> _Work instruction_
Go through the entries below and say how many lines contain the string "order"; write only that number.

Collection entries:

Start of Block

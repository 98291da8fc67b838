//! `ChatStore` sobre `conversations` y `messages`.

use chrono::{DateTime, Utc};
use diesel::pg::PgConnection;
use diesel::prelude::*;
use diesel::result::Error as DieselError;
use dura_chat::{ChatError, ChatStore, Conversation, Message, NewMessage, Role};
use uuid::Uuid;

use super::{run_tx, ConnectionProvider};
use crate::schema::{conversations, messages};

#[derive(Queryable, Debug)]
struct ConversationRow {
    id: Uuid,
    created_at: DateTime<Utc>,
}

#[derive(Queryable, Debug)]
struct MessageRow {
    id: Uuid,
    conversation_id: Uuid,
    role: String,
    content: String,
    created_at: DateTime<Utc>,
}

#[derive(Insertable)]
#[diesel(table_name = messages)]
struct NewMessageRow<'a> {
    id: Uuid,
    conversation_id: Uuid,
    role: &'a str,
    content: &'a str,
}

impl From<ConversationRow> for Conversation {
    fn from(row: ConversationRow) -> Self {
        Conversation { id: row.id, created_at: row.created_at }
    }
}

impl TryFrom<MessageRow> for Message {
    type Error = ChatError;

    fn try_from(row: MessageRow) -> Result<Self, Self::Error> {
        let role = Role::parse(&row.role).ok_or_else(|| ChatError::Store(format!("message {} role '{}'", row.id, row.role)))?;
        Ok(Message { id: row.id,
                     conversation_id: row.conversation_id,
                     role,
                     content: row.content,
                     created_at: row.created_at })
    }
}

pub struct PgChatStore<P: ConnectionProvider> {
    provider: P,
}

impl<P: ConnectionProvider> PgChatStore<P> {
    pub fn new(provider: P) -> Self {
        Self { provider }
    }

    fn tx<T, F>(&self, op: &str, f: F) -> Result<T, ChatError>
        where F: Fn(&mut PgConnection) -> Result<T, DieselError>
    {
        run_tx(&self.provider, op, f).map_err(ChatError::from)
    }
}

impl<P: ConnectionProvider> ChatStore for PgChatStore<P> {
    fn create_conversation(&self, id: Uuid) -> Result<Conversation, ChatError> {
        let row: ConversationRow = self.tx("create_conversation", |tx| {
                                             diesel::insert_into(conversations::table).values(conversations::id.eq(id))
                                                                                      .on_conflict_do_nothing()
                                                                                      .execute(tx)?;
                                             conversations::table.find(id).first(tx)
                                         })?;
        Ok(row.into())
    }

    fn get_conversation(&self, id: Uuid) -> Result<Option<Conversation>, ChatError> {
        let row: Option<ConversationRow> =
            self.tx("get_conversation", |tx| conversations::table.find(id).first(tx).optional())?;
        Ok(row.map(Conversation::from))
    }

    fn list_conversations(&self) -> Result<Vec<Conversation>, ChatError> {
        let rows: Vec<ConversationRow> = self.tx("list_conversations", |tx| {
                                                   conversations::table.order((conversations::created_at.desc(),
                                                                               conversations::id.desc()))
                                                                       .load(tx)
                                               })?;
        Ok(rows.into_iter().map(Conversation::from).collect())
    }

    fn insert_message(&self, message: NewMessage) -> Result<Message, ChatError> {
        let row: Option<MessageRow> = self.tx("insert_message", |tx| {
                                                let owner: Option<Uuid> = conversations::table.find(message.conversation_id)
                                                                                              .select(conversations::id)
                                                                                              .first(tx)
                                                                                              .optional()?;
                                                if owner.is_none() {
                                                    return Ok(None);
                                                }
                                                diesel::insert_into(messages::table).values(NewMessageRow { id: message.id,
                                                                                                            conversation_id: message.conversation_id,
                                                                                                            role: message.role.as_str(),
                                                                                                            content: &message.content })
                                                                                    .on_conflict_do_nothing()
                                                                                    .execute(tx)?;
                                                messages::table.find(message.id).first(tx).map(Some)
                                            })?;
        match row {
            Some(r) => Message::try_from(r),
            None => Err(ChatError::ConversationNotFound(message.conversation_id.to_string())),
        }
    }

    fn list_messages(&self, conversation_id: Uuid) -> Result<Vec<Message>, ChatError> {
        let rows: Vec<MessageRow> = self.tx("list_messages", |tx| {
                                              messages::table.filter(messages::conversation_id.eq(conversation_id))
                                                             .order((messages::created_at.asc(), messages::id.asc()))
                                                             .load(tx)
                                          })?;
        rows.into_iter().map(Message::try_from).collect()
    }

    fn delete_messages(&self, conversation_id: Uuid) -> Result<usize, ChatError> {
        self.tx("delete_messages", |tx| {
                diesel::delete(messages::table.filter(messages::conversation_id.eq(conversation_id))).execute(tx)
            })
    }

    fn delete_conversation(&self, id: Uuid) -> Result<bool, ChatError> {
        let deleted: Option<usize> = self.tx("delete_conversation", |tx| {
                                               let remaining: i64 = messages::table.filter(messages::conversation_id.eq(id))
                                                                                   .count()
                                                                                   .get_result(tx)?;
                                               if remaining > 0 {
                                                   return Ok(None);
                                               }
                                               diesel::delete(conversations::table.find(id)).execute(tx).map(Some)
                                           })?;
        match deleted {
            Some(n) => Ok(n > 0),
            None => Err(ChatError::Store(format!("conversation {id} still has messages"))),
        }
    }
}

End of Block

> _Task solution_
2